Síria e Israel trocam acusações em encontro de energia nuclear

A Síria acusou Israel nesta quarta-feira de representar uma ameaça ao mundo com seu "gigantesco arsenal nuclear militar", um dia depois de o governo israelense ter criticado Damasco por dificultar uma investigação da ONU sobre as atividades atômicas sírias.

FREDRIK DAHL, REUTERS

21 Setembro 2011 | 12h52

A troca de acusações entre os dois rivais, em um encontro anual de Estados membros da agência nuclear da ONU, destacou as profundas divisões entre os Estados árabes e Israel antes de negociações este ano sobre os esforços para livrar o mundo das bombas atômicas.

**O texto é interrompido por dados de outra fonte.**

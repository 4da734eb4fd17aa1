use std::{
    fmt,
    fmt::{Debug, Display},
};

/// A configuration value that is redacted whenever it is formatted.
///
/// Use [`Secret::reveal`] at the single point where the raw value is actually needed.
#[derive(Clone, Default)]
pub struct Secret<T>
where T: Clone + Default
{
    value: T,
}

impl<T: Clone + Default> Secret<T> {
    pub fn new(value: T) -> Self {
        Self { value }
    }

    pub fn reveal(&self) -> &T {
        &self.value
    }
}

impl Secret<String> {
    /// True when no secret has been configured. An empty signing key must never be used for verification.
    pub fn is_empty(&self) -> bool {
        self.value.trim().is_empty()
    }
}

impl From<&str> for Secret<String> {
    fn from(value: &str) -> Self {
        Self::new(value.to_string())
    }
}

impl<T: Clone + Default> Debug for Secret<T> {
    fn fmt(&self, f: &mut fmt::Formatter<'_>) -> fmt::Result {
        f.write_str("Secret(****)")
    }
}

impl<T: Clone + Default> Display for Secret<T> {
    fn fmt(&self, f: &mut fmt::Formatter<'_>) -> fmt::Result {
        f.write_str("****")
    }
}
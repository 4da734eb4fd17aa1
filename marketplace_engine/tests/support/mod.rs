#![allow(dead_code)]
use std::{
    sync::{
        atomic::{AtomicUsize, Ordering},
        Arc,
        Mutex,
    },
    time::Duration,
};

use chrono::Utc;
use log::*;
use marketplace_engine::{
    db_types::{NewProduct, PaymentProviderKind, Product, Purchase},
    events::EventProducers,
    helpers::sign_payload,
    traits::{CatalogManagement, MarketplaceDatabase, PaymentProvider, ProviderError, ProviderSession},
    CheckoutFlowApi,
    SettlementConfig,
    SqliteDatabase,
};
use mkt_common::{Cents, Secret};
use sqlx::{migrate::MigrateDatabase, Sqlite};

pub const WEBHOOK_SECRET: &str = "whsec_engine_tests";

pub fn random_db_path() -> String {
    let dir = std::env::temp_dir();
    format!("sqlite://{}/mkt_engine_test_{:016x}.db", dir.display(), rand::random::<u64>())
}

/// A fresh, migrated database in the temp directory.
pub async fn new_test_db() -> SqliteDatabase {
    dotenvy::from_filename(".env.test").ok();
    let _ = env_logger::try_init();
    let url = random_db_path();
    let db = SqliteDatabase::new_with_url(&url, 5).await.expect("Error creating database");
    db.migrate().await.expect("Error running migrations");
    debug!("🚀️ Test database ready at {url}");
    db
}

pub async fn tear_down(db: &SqliteDatabase) {
    let url = db.url().to_string();
    db.pool().close().await;
    if let Err(e) = Sqlite::drop_database(&url).await {
        warn!("🚀️ Could not remove test database {url}: {e}");
    }
}

#[derive(Debug, Clone, Copy, PartialEq, Eq)]
pub enum ProviderBehaviour {
    Succeed,
    Fail,
    Hang,
}

/// A payment provider that hands out predictable session references and can be told to misbehave.
#[derive(Debug, Clone)]
pub struct MockProvider {
    kind: PaymentProviderKind,
    behaviour: Arc<Mutex<ProviderBehaviour>>,
    calls: Arc<AtomicUsize>,
}

impl MockProvider {
    pub fn new(kind: PaymentProviderKind) -> Self {
        Self {
            kind,
            behaviour: Arc::new(Mutex::new(ProviderBehaviour::Succeed)),
            calls: Arc::new(AtomicUsize::new(0)),
        }
    }

    pub fn set_behaviour(&self, behaviour: ProviderBehaviour) {
        *self.behaviour.lock().unwrap() = behaviour;
    }

    pub fn calls(&self) -> usize {
        self.calls.load(Ordering::SeqCst)
    }
}

impl PaymentProvider for MockProvider {
    fn kind(&self) -> PaymentProviderKind {
        self.kind
    }

    async fn create_checkout_session(&self, purchase: &Purchase) -> Result<ProviderSession, ProviderError> {
        let n = self.calls.fetch_add(1, Ordering::SeqCst) + 1;
        let behaviour = *self.behaviour.lock().unwrap();
        match behaviour {
            ProviderBehaviour::Succeed => Ok(ProviderSession {
                external_ref: format!("cs_test_{}_{n}", purchase.id),
                redirect_url: format!("https://checkout.test/pay/{}", purchase.id),
            }),
            ProviderBehaviour::Fail => Err(ProviderError("The card processor is down".into())),
            ProviderBehaviour::Hang => {
                tokio::time::sleep(Duration::from_secs(3600)).await;
                Err(ProviderError("Gave up".into()))
            },
        }
    }
}

pub fn settlement_config() -> SettlementConfig {
    SettlementConfig {
        webhook_secret: Secret::from(WEBHOOK_SECRET),
        provider_timeout: Duration::from_millis(250),
        ..SettlementConfig::default()
    }
}

pub fn checkout_api(
    db: &SqliteDatabase,
    provider: Option<MockProvider>,
    producers: EventProducers,
) -> CheckoutFlowApi<SqliteDatabase, MockProvider> {
    CheckoutFlowApi::new(db.clone(), provider, settlement_config(), producers)
}

pub async fn add_product(db: &SqliteDatabase, seller: &str, title: &str, price: i64) -> Product {
    db.insert_product(NewProduct::new(seller, title, Cents::from(price))).await.expect("Error inserting product")
}

pub fn webhook_body(event_type: &str, session_id: &str) -> Vec<u8> {
    serde_json::json!({
        "id": format!("evt_{}", rand::random::<u32>()),
        "type": event_type,
        "data": { "object": { "id": session_id, "object": "checkout.session" } }
    })
    .to_string()
    .into_bytes()
}

/// A notification for a session that carries the purchase id as its client reference, as real sessions do.
pub fn webhook_body_for_purchase(event_type: &str, session_id: &str, purchase_id: &str) -> Vec<u8> {
    serde_json::json!({
        "id": format!("evt_{}", rand::random::<u32>()),
        "type": event_type,
        "data": { "object": { "id": session_id, "object": "checkout.session", "client_reference_id": purchase_id } }
    })
    .to_string()
    .into_bytes()
}

pub fn signed(body: &[u8]) -> String {
    sign_payload(body, &Secret::from(WEBHOOK_SECRET), Utc::now().timestamp()).expect("Error signing payload")
}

Estima-se que Israel detenha o único arsenal nuclear do Oriente Médio, o que provoca frequentes críticas iranianas e árabes.

Israel e os Estados Unidos veem o Irã - e a Síria - como as principais ameaças de proliferação do Oriente Médio, acusando Teerã de buscar desenvolver a capacidade de armas nucleares em segredo.

As nações árabes abandonaram o plano de apontar Israel por suas supostas armas nucleares na reunião desta semana de membros da Agência Internacional de Energia Atômica (AIEA), descrevendo essa atitude como um gesto de boa-vontade antes das discussões de 21 e 22 de novembro.

Mas as declarações síria e israelense esta semana deixaram claro o alto nível de desconfiança antes do encontro, promovido pelo diretor geral da AIEA, Yukiya Amano, para debater a experiência de regiões em outras partes do mundo que baniram as armas nucleares.

As relações entre os dois são especialmente carregadas na arena nuclear. Israel bombardeou um local no deserto sírio em 2007 que a inteligência norte-americana disse ser um reator em construção, cujo objetivo seria produzir plutônio para armas nucleares. A Síria nega isso.

"No Oriente Médio há uma característica única: Israel é o único país que tem um arsenal nuclear militar, fora do alcance de qualquer controle internacional", disse o embaixador sírio Bassam Al-Sabbadh na conferência geral anual da AIEA.

Para que as negociações de novembro sejam bem-sucedidas, afirmou, "todos os participantes devem ser integrantes do TNP (Tratado de Não-Proliferação) e a agenda desse encontro deve dar atenção à questão de criar uma zona livre de armas nucleares no Oriente Médio".

Os Estados árabes, Israel e outros países deverão participar das negociações, que são vistas como um modo de iniciar um diálogo e ajudar a criar confiança.

Falando à conferência da AIEA na terça-feira, o chefe da Comissão de Energia Atômica de Israel, Shaul Chorev, criticou a Síria por ainda se recusar a permitir o acesso de inspetores nucleares da ONU a todas as suas áreas atômicas.

Falando também do Irã, Shaul Chorev disse: "Regimes que reprimem brutalmente seus cidadãos... não hesitam quanto a não cumprir suas obrigações legais sob a lei internacional.

"A comunidade internacional falhou em transmitir uma mensagem decisiva a tais governantes. (Eles) ainda consideram o não cumprimento como um risco baixo. A comunidade internacional deveria mostrar que estão enganados. Os violadores devem ser punidos", disse Chorev.

Israel nunca confirmou nem negou ter armas nucleares, seguindo uma política de ambiguidade para deter inimigos numericamente superiores. É o único país no Oriente Médio fora do TNP.